The first issue to address is capacity. Managers should not assume they have to match the capacity of the existing chiller. Chillers have a typical service life of 20-25 years. Over that time, building occupancy and cooling loads in the facility change, resulting in most existing chillers being either oversized or undersized.
The only effective way to determine the size of the chiller or chillers to install is to recalculate the system’s cooling load based on current and anticipated conditions. Since chillers operate at their highest efficiency at or near full load, properly sizing the chiller upgrade is critical in minimizing energy costs.
In selecting the chiller upgrade, managers also must look at a number of options. Since chillers are most efficient at full or near full load, they should consider installing two smaller chillers rather that one large chiller, if there is sufficient space. Two chillers provide a level of redundancy and allow technicians to only operate one chiller when cooling loads are low.
Another option that can allow managers to better match chiller capacity to load is installing variable-frequency drives on the chiller. By slowing the operation of the chiller as loads decrease, chillers can better maintain their operating efficiency over a wider load range.
Managers also need to address the logistics of the installation. As with boilers, the mechanical room must have sufficient space to allow installation of the new chiller or chillers.
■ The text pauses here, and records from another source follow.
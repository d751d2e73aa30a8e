//! Retrieval-augmented generation
//!
//! Semantic retrieval over the indexed chunks plus a conversational
//! layer that grounds LLM answers in retrieved context.

use crate::config::Config;
use crate::embed::Embedder;
use crate::error::Result;
use crate::llm::{ChatMessage, LlmClient};
use crate::meta::MetaDb;
use crate::store::{QdrantStore, SearchFilter};
use serde::{Deserialize, Serialize};
use std::collections::VecDeque;
use tracing::debug;

/// One retrieved chunk with its source metadata
#[derive(Debug, Clone, Serialize, Deserialize)]
pub struct SearchHit {
    pub item_id: String,
    pub url: Option<String>,
    pub title: String,
    pub chunk_index: i32,
    pub chunk_text: String,
    pub score: f32,
}

/// A source reference attached to a chat answer
#[derive(Debug, Clone, Serialize, Deserialize)]
pub struct SourceRef {
    pub title: String,
    pub url: Option<String>,
    pub score: f32,
}

/// An answer produced from retrieved context
#[derive(Debug, Clone, Serialize, Deserialize)]
pub struct ChatAnswer {
    pub answer: String,
    pub sources: Vec<SourceRef>,
}

/// Embed a query and return the top matching chunks, enriched with
/// chunk text from the metadata database.
pub async fn retrieve(
    db: &MetaDb,
    store: &QdrantStore,
    embedder: &dyn Embedder,
    query: &str,
    top_k: usize,
    filter: Option<SearchFilter>,
) -> Result<Vec<SearchHit>> {
    let vectors = embedder.embed(vec![query.to_string()]).await?;
    let Some(query_vector) = vectors.into_iter().next() else {
        return Ok(Vec::new());
    };

    // Over-fetch so hits whose chunk rows have gone missing can be dropped
    let results = store.search(query_vector, top_k * 2, filter).await?;
    debug!("Retrieved {} candidate points for query", results.len());

    let mut hits = Vec::with_capacity(top_k);
    for result in results {
        let Some(chunk) = db.get_chunk_by_point_id(&result.id).await? else {
            debug!("Point {} has no chunk row; skipping", result.id);
            continue;
        };

        hits.push(SearchHit {
            item_id: result.payload.item_id,
            url: result.payload.url,
            title: result.payload.title,
            chunk_index: chunk.chunk_index,
            chunk_text: chunk.chunk_text,
            score: result.score,
        });

        if hits.len() >= top_k {
            break;
        }
    }

    Ok(hits)
}

/// Conversational RAG session with bounded history
pub struct RagChat {
    history: VecDeque<(String, String)>,
    max_history_turns: usize,
    top_k: usize,
    temperature: f32,
}

impl RagChat {
    pub fn new(config: &Config) -> Self {
        Self {
            history: VecDeque::new(),
            max_history_turns: config.chat.max_history_turns,
            top_k: config.chat.top_k,
            temperature: config.chat.temperature,
        }
    }

    /// Answer a question grounded in the library. Returns a canned
    /// reply without calling the LLM when the library is empty.
    pub async fn ask(
        &mut self,
        db: &MetaDb,
        store: &QdrantStore,
        embedder: &dyn Embedder,
        llm: &LlmClient,
        question: &str,
    ) -> Result<ChatAnswer> {
        let stats = db.get_global_stats().await?;
        if stats.chunk_count == 0 {
            return Ok(ChatAnswer {
                answer: "Your library is empty. Add content with 'curator add' or \
                         'curator crawl' before chatting."
                    .to_string(),
                sources: Vec::new(),
            });
        }

        let hits = retrieve(db, store, embedder, question, self.top_k, None).await?;
        let messages = build_chat_messages(&hits, &self.history, question);
        let answer = llm.complete(messages, self.temperature).await?;

        self.push_turn(question, &answer);

        let sources = dedup_sources(&hits);
        Ok(ChatAnswer { answer, sources })
    }

    /// Forget the conversation so far
    pub fn clear(&mut self) {
        self.history.clear();
    }

    pub fn history_len(&self) -> usize {
        self.history.len()
    }

    fn push_turn(&mut self, question: &str, answer: &str) {
        self.history
            .push_back((question.to_string(), answer.to_string()));
        while self.history.len() > self.max_history_turns {
            self.history.pop_front();
        }
    }
}

/// Build the message list for a grounded chat completion: system prompt
/// with retrieved context, prior turns, then the new question.
pub fn build_chat_messages(
    hits: &[SearchHit],
    history: &VecDeque<(String, String)>,
    question: &str,
) -> Vec<ChatMessage> {
    let mut context = String::new();
    for (i, hit) in hits.iter().enumerate() {
        let source = hit.url.as_deref().unwrap_or(&hit.title);
        context.push_str(&format!(
            "[{}] {} ({})\n{}\n\n",
            i + 1,
            hit.title,
            source,
            hit.chunk_text
        ));
    }

    let system = if context.is_empty() {
        "You are a helpful assistant for a personal content library. \
         No relevant content was found for this question; say so and \
         suggest adding related content."
            .to_string()
    } else {
        format!(
            "You are a helpful assistant for a personal content library. \
             Answer using only the context below. If the context does not \
             contain the answer, say so.\n\nContext:\n{}",
            context.trim_end()
        )
    };

    let mut messages = Vec::with_capacity(history.len() * 2 + 2);
    messages.push(ChatMessage::system(system));
    for (user_turn, assistant_turn) in history {
        messages.push(ChatMessage::user(user_turn.clone()));
        messages.push(ChatMessage::assistant(assistant_turn.clone()));
    }
    messages.push(ChatMessage::user(question));
    messages
}

/// Collapse hits into one source reference per item, keeping best score
fn dedup_sources(hits: &[SearchHit]) -> Vec<SourceRef> {
    let mut sources: Vec<SourceRef> = Vec::new();
    let mut seen: Vec<&str> = Vec::new();

    for hit in hits {
        if seen.contains(&hit.item_id.as_str()) {
            continue;
        }
        seen.push(&hit.item_id);
        sources.push(SourceRef {
            title: hit.title.clone(),
            url: hit.url.clone(),
            score: hit.score,
        });
    }

    sources
}

#[cfg(test)]
mod tests {
    use super::*;

    fn hit(item_id: &str, title: &str, score: f32) -> SearchHit {
        SearchHit {
            item_id: item_id.to_string(),
            url: Some(format!("https://example.com/{}", item_id)),
            title: title.to_string(),
            chunk_index: 0,
            chunk_text: format!("text for {}", item_id),
            score,
        }
    }

    #[test]
    fn test_build_chat_messages_includes_context_and_history() {
        let hits = vec![hit("a", "Page A", 0.9)];
        let mut history = VecDeque::new();
        history.push_back(("first question".to_string(), "first answer".to_string()));

        let messages = build_chat_messages(&hits, &history, "second question");

        assert_eq!(messages.len(), 4);
        assert_eq!(messages[0].role, "system");
        assert!(messages[0].content.contains("Page A"));
        assert!(messages[0].content.contains("text for a"));
        assert_eq!(messages[1].content, "first question");
        assert_eq!(messages[2].role, "assistant");
        assert_eq!(messages[3].content, "second question");
    }

    #[test]
    fn test_build_chat_messages_empty_context() {
        let messages = build_chat_messages(&[], &VecDeque::new(), "anything?");

        assert_eq!(messages.len(), 2);
        assert!(messages[0].content.contains("No relevant content"));
    }

    #[test]
    fn test_history_is_bounded() {
        let config = crate::config::Config::default();
        let mut chat = RagChat::new(&config);
        let max = chat.max_history_turns;

        for i in 0..(max + 5) {
            chat.push_turn(&format!("q{}", i), &format!("a{}", i));
        }

        assert_eq!(chat.history_len(), max);
        // Oldest turns were evicted first
        assert_eq!(chat.history.front().map(|(q, _)| q.as_str()), Some("q5"));
    }

    #[test]
    fn test_dedup_sources_keeps_first_per_item() {
        let hits = vec![
            hit("a", "Page A", 0.9),
            hit("a", "Page A", 0.8),
            hit("b", "Page B", 0.7),
        ];

        let sources = dedup_sources(&hits);
        assert_eq!(sources.len(), 2);
        assert_eq!(sources[0].title, "Page A");
        assert!((sources[0].score - 0.9).abs() < f32::EPSILON);
    }
}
Technicians also must have a clear path from outside of the facility to the mechanical room in order to get the old chillers out and the new ones in.
Managers also need to plan for connection to the existing utility systems. Are existing piping and pumps sufficient for the upgraded chillers? Is the electrical service of the proper voltage and capacity, or will the system require an upgrade? Failing to take these factors into consideration during the planning phase only increases costs and delays.
A third issue managers need to address in the chiller upgrade planning stage is timing. If the facility requires chiller operation for only part of the year, managers can plan the upgrade to take place during the off-season.
But many facilities require year-round chilled water. Providing this service during the chiller upgrade requires that managers identify all areas requiring chilled water or other cooling and provide temporary cooling. Again, failing to plan for these needs will only make the upgrade process more difficult.